** Exercise description **
All lines holding the string "desde" should be copied from the data below.

---

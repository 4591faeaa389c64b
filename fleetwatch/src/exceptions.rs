//! Operator-configured suppression rules, keyed by upper-cased machine name.

use std::collections::HashMap;

use serde::{Deserialize, Serialize};

use crate::condition::Condition;

/// `"<label>"` or `["<label>", ...]`
#[derive(Debug, Clone, PartialEq, Eq, Serialize, Deserialize)]
#[serde(untagged)]
pub enum ExceptionEntry {
    One(String),
    Many(Vec<String>),
}

impl ExceptionEntry {
    pub fn covers(&self, label: &str) -> bool {
        match self {
            ExceptionEntry::One(l) => l == label,
            ExceptionEntry::Many(ls) => ls.iter().any(|l| l == label),
        }
    }
}

#[derive(Debug, Clone, Default, PartialEq, Eq, Serialize, Deserialize)]
#[serde(transparent)]
pub struct ExceptionList(HashMap<String, ExceptionEntry>);

impl ExceptionList {
    pub fn entry_for(&self, machine: &str) -> Option<&ExceptionEntry> {
        self.0.get(&machine.to_uppercase())
    }

    pub fn is_excepted(&self, machine: &str, condition: &Condition) -> bool {
        self.entry_for(machine)
            .is_some_and(|entry| entry.covers(condition.label()))
    }

    /// Drop the conditions the operator has silenced for `machine`.
    pub fn filter(&self, machine: &str, conditions: &[Condition]) -> Vec<Condition> {
        conditions
            .iter()
            .filter(|c| !self.is_excepted(machine, c))
            .cloned()
            .collect()
    }

    pub fn len(&self) -> usize {
        self.0.len()
    }

    pub fn is_empty(&self) -> bool {
        self.0.is_empty()
    }
}

impl FromIterator<(String, ExceptionEntry)> for ExceptionList {
    fn from_iter<I: IntoIterator<Item = (String, ExceptionEntry)>>(iter: I) -> Self {
        Self(iter.into_iter().collect())
    }
}

#[cfg(test)]
mod tests {
    use super::*;

    fn conds(items: &[&str]) -> Vec<Condition> {
        items.iter().map(|s| Condition::from(*s)).collect()
    }

    fn labels(cs: &[Condition]) -> Vec<&str> {
        cs.iter().map(|c| c.label()).collect()
    }

    #[test]
    fn parses_single_and_list_entries() {
        let js = r#"{"AGILENT": "Offline desde", "LAB-02": ["CPU Temp", "GPU Uso"]}"#;
        let list: ExceptionList = serde_json::from_str(js).unwrap();
        assert_eq!(
            list.entry_for("AGILENT"),
            Some(&ExceptionEntry::One("Offline desde".into()))
        );
        assert!(list.entry_for("lab-02").unwrap().covers("GPU Uso"));
        assert_eq!(list.len(), 2);
    }

    #[test]
    fn single_label_entry_suppresses_only_that_label() {
        let list: ExceptionList =
            [("LAB-01".to_string(), ExceptionEntry::One("CPU Temp".into()))]
                .into_iter()
                .collect();
        let kept = list.filter("lab-01", &conds(&["CPU Temp: 75.00°C", "RAM Uso: 85.00%"]));
        assert_eq!(labels(&kept), ["RAM Uso"]);
    }

    #[test]
    fn list_entry_suppresses_every_member() {
        let list: ExceptionList = [(
            "LAB-01".to_string(),
            ExceptionEntry::Many(vec!["CPU Temp".into(), "RAM Uso".into()]),
        )]
        .into_iter()
        .collect();
        let kept = list.filter(
            "Lab-01",
            &conds(&["CPU Temp: 75.00°C", "RAM Uso: 85.00%", "GPU Temp: 81.00°C"]),
        );
        assert_eq!(labels(&kept), ["GPU Temp"]);
    }

    #[test]
    fn machine_without_entry_keeps_everything() {
        let list: ExceptionList =
            [("OTHER".to_string(), ExceptionEntry::One("CPU Temp".into()))]
                .into_iter()
                .collect();
        let all = conds(&["CPU Temp: 75.00°C"]);
        assert_eq!(list.filter("lab-01", &all), all);
        assert_eq!(ExceptionList::default().filter("lab-01", &all), all);
    }

    #[test]
    fn matching_is_on_whole_label() {
        let list: ExceptionList = [("LAB-01".to_string(), ExceptionEntry::One("CPU".into()))]
            .into_iter()
            .collect();
        let all = conds(&["CPU Temp: 75.00°C", "CPU Uso: 90.00%"]);
        assert_eq!(list.filter("lab-01", &all), all);
    }
}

---

** Solution **
        let js = r#"{"AGILENT": "Offline desde", "LAB-02": ["CPU Temp", "GPU Uso"]}"#;
            Some(&ExceptionEntry::One("Offline desde".into()))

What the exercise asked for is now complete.